8.5.03

LOVE ME, LOVE MY UMBRELLA

Pois é, hoje estou a fim de ser chato ("Ah, é? Só hoje, boneca?") e vou falar de James Joyce. Aliás, não vou nem falar, que estou com preguiça: passo a palavra ao Anthony Burgess.

"Esquecida pelos consumidores no Natal, santa Luzia, santa Lucia, era celebrada no dia 13 de dezembro. Para Joyce, que durante quase a vida inteira lutou contra a doença dos olhos, essa santa tinha um significado especial, sendo a protetora da visão, e por isso deu à filha o nome de Lucia. O tema de todo esse período do ano é luz-saída-das-trevas, e é correto se rejubilar (Joyce conhecia bem a etimologia de seu nome) com a vitória da luz. Rejubilamo-nos mesmo com a morte do primeiro mártir cristão no dia seguinte ao do Natal [Estêvão] e nos lembramos da razão pela qual Joyce aparece com o nome de Stephen nos romances autobiográficos. Também ele foi mártir, embora da literatura; testemunha da luz, condenado por si mesmo ao exílio, à pobreza, ao sofrimento, à calúnia e (talvez pior que tudo) à canonização ainda em vida por um círculo restrito, a fim de que a doutrina da Palavra pudesse se difundir. Foi mártir jocoso, no entanto, etílico e irônico."

"Joyce, que admirava William Blake, tinha muito de Blake: todas as leis eram más; maldição revigora, bênção relaxa. E no entanto a rejeição de Joyce ao catolicismo estava longe de ser absoluta. A jactância dos jesuítas de que são capazes de condicionar para sempre a alma de uma criança não é infundada, e Joyce foi educado por jesuítas. Podia se recusar aos sacramentos, Matrimônio assim como a Eucaristia, mas as disciplinas e, de uma forma renegada e torturada, os próprios fundamentos da cristandade católica o acompanharam por toda a vida. (...) As primeiras palavras ditas em 'Ulysses' são as que iniciam a missa. Buck Mulligan, de roupão, segurando uma navalha e um espelho em cruz, sobe ao alto de uma torre para perpetrar a primeira blasfêmia do livro: 'Pois isto, Oh caros bem-amados, é a genuína Christina: corpo e alma e sangue e chagas.' Mas a blasfêmia pertence à personagem: o tom litúrgico pertence ao livro. Aqui, Joyce parece dizer, um ritual de significado solene, por mais cômica que seja a superfície, está para começar. E suas duas obras máximas são rituais: há uma substância escondida, uma sagaz instalação de símbolos ocultos, há mais do que os olhos vêem. (...) Por trás dos 'acidentes' de um épico cômico jaz uma substância qualitativamente diferente: num certo sentido, um sacramento está sendo administrado. (...) A relação de Joyce com o catolicismo é a do familiar amor-ódio da maioria dos renegados."
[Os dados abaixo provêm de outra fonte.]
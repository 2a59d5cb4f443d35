//! Raw device tilt → 2D gravity.
//!
//! `beta` is front/back tilt (−180..180), `gamma` is left/right tilt (−90..90).
//! Phones map a 90° tilt to one unit of gravity. Tablets map 45° to 1.5 units
//! and rotate the result into screen space, since a tablet is often held in
//! landscape while the sensor axes stay fixed to the hardware.

use glam::Vec2;

use crate::orientation::device::{DeviceClass, ScreenRotation};

pub const PHONE_DIVISOR: f32 = 90.0;
pub const TABLET_DIVISOR: f32 = 45.0;
pub const TABLET_SENSITIVITY: f32 = 1.5;

/// One `deviceorientation` reading. Any angle may be missing while the sensor
/// warms up or on hardware without it.
#[derive(Debug, Clone, Copy, PartialEq, Default)]
pub struct OrientationSample {
    pub beta: Option<f32>,
    pub gamma: Option<f32>,
    pub alpha: Option<f32>,
}

impl OrientationSample {
    pub fn new(beta: Option<f32>, gamma: Option<f32>, alpha: Option<f32>) -> Self {
        Self { beta, gamma, alpha }
    }

    /// A reading with both tilt angles present.
    pub fn tilt(beta: f32, gamma: f32) -> Self {
        Self::new(Some(beta), Some(gamma), None)
    }

    /// Both tilt angles, if present and finite.
    fn tilt_angles(&self) -> Option<(f32, f32)> {
        let beta = self.beta.filter(|v| v.is_finite())?;
        let gamma = self.gamma.filter(|v| v.is_finite())?;
        Some((beta, gamma))
    }
}

impl ScreenRotation {
    /// Rotate a sensor-space vector into screen space.
    pub fn compensate(self, g: Vec2) -> Vec2 {
        match self {
            ScreenRotation::Rot0 => g,
            ScreenRotation::Rot90 => Vec2::new(-g.y, g.x),
            ScreenRotation::RotNeg90 => Vec2::new(g.y, -g.x),
            ScreenRotation::Rot180 => Vec2::new(-g.x, -g.y),
        }
    }
}

/// Map a sample to gravity. Returns `None` when either tilt angle is missing;
/// the caller then leaves gravity as it was.
pub fn calibrate(
    sample: &OrientationSample,
    device: DeviceClass,
    rotation: ScreenRotation,
) -> Option<Vec2> {
    let (beta, gamma) = sample.tilt_angles()?;
    let gravity = match device {
        DeviceClass::Tablet => {
            let g = Vec2::new(gamma, beta) / TABLET_DIVISOR * TABLET_SENSITIVITY;
            rotation.compensate(g)
        }
        DeviceClass::Phone | DeviceClass::Other => Vec2::new(gamma, beta) / PHONE_DIVISOR,
    };
    Some(gravity)
}

#[cfg(test)]
mod tests {
    use super::*;
    use proptest::prelude::*;

    fn assert_close(actual: Vec2, expected: Vec2) {
        assert!(
            (actual - expected).length() < 1e-5,
            "expected {expected:?}, got {actual:?}"
        );
    }

    #[test]
    fn missing_angles_decline() {
        let none = OrientationSample::default();
        let no_gamma = OrientationSample::new(Some(10.0), None, Some(3.0));
        let no_beta = OrientationSample::new(None, Some(10.0), None);
        for sample in [none, no_gamma, no_beta] {
            assert_eq!(calibrate(&sample, DeviceClass::Phone, ScreenRotation::Rot0), None);
            assert_eq!(calibrate(&sample, DeviceClass::Tablet, ScreenRotation::Rot90), None);
        }
    }

    #[test]
    fn non_finite_angles_decline() {
        let sample = OrientationSample::tilt(f32::NAN, 10.0);
        assert_eq!(calibrate(&sample, DeviceClass::Phone, ScreenRotation::Rot0), None);
    }

    #[test]
    fn alpha_is_ignored() {
        let a = OrientationSample::new(Some(30.0), Some(-15.0), None);
        let b = OrientationSample::new(Some(30.0), Some(-15.0), Some(270.0));
        assert_eq!(
            calibrate(&a, DeviceClass::Phone, ScreenRotation::Rot0),
            calibrate(&b, DeviceClass::Phone, ScreenRotation::Rot0),
        );
    }

    #[test]
    fn phone_forward_tilt() {
        let g = calibrate(&OrientationSample::tilt(45.0, 0.0), DeviceClass::Phone, ScreenRotation::Rot0);
        assert_close(g.unwrap(), Vec2::new(0.0, 0.5));
    }

    #[test]
    fn phone_ignores_rotation() {
        let sample = OrientationSample::tilt(20.0, 60.0);
        let upright = calibrate(&sample, DeviceClass::Phone, ScreenRotation::Rot0);
        let turned = calibrate(&sample, DeviceClass::Phone, ScreenRotation::Rot90);
        assert_eq!(upright, turned);
    }

    #[test]
    fn other_devices_map_like_phones() {
        let sample = OrientationSample::tilt(-90.0, 45.0);
        let g = calibrate(&sample, DeviceClass::Other, ScreenRotation::Rot180).unwrap();
        assert_close(g, Vec2::new(0.5, -1.0));
    }

    #[test]
    fn tablet_portrait() {
        let g = calibrate(&OrientationSample::tilt(0.0, 45.0), DeviceClass::Tablet, ScreenRotation::Rot0);
        assert_close(g.unwrap(), Vec2::new(1.5, 0.0));
    }

    #[test]
    fn tablet_rotations() {
        let sample = OrientationSample::tilt(0.0, 45.0);
        let at = |rotation| calibrate(&sample, DeviceClass::Tablet, rotation).unwrap();
        assert_close(at(ScreenRotation::Rot90), Vec2::new(0.0, 1.5));
        assert_close(at(ScreenRotation::RotNeg90), Vec2::new(0.0, -1.5));
        assert_close(at(ScreenRotation::Rot180), Vec2::new(-1.5, 0.0));
    }

    #[test]
    fn tablet_rotation_uses_both_axes() {
        // gx = 1.5, gy = 0.75 before rotation.
        let sample = OrientationSample::tilt(22.5, 45.0);
        let at = |rotation| calibrate(&sample, DeviceClass::Tablet, rotation).unwrap();
        assert_close(at(ScreenRotation::Rot0), Vec2::new(1.5, 0.75));
        assert_close(at(ScreenRotation::Rot90), Vec2::new(-0.75, 1.5));
        assert_close(at(ScreenRotation::RotNeg90), Vec2::new(0.75, -1.5));
        assert_close(at(ScreenRotation::Rot180), Vec2::new(-1.5, -0.75));
    }

    fn arb_device() -> impl Strategy<Value = DeviceClass> {
        prop_oneof![
            Just(DeviceClass::Phone),
            Just(DeviceClass::Tablet),
            Just(DeviceClass::Other),
        ]
    }

    fn arb_rotation() -> impl Strategy<Value = ScreenRotation> {
        prop_oneof![
            Just(ScreenRotation::Rot0),
            Just(ScreenRotation::Rot90),
            Just(ScreenRotation::RotNeg90),
            Just(ScreenRotation::Rot180),
        ]
    }

    proptest! {
        #[test]
        fn calibration_is_pure(
            beta in -180.0f32..180.0,
            gamma in -90.0f32..90.0,
            device in arb_device(),
            rotation in arb_rotation(),
        ) {
            let sample = OrientationSample::tilt(beta, gamma);
            let first = calibrate(&sample, device, rotation);
            let second = calibrate(&sample, device, rotation);
            prop_assert!(first.is_some());
            prop_assert_eq!(first, second);
        }

        #[test]
        fn rotation_preserves_magnitude(
            beta in -180.0f32..180.0,
            gamma in -90.0f32..90.0,
            rotation in arb_rotation(),
        ) {
            let sample = OrientationSample::tilt(beta, gamma);
            let upright = calibrate(&sample, DeviceClass::Tablet, ScreenRotation::Rot0).unwrap();
            let turned = calibrate(&sample, DeviceClass::Tablet, rotation).unwrap();
            prop_assert!((upright.length() - turned.length()).abs() < 1e-4);
        }
    }
}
Tudo isso está em "Homem Comum Enfim", livro do Burgess publicado pela Companhia das Letras (tradução de José Antonio Arantes) e que, como eu já disse aqui, deveria ser vendido como manual de instruções para os livros do Joyce. Alguém pode dizer que Burgess, por ser católico, era suspeito, mas ele não viu nada além do que já estava na obra do irlandês maluco. Podes crer.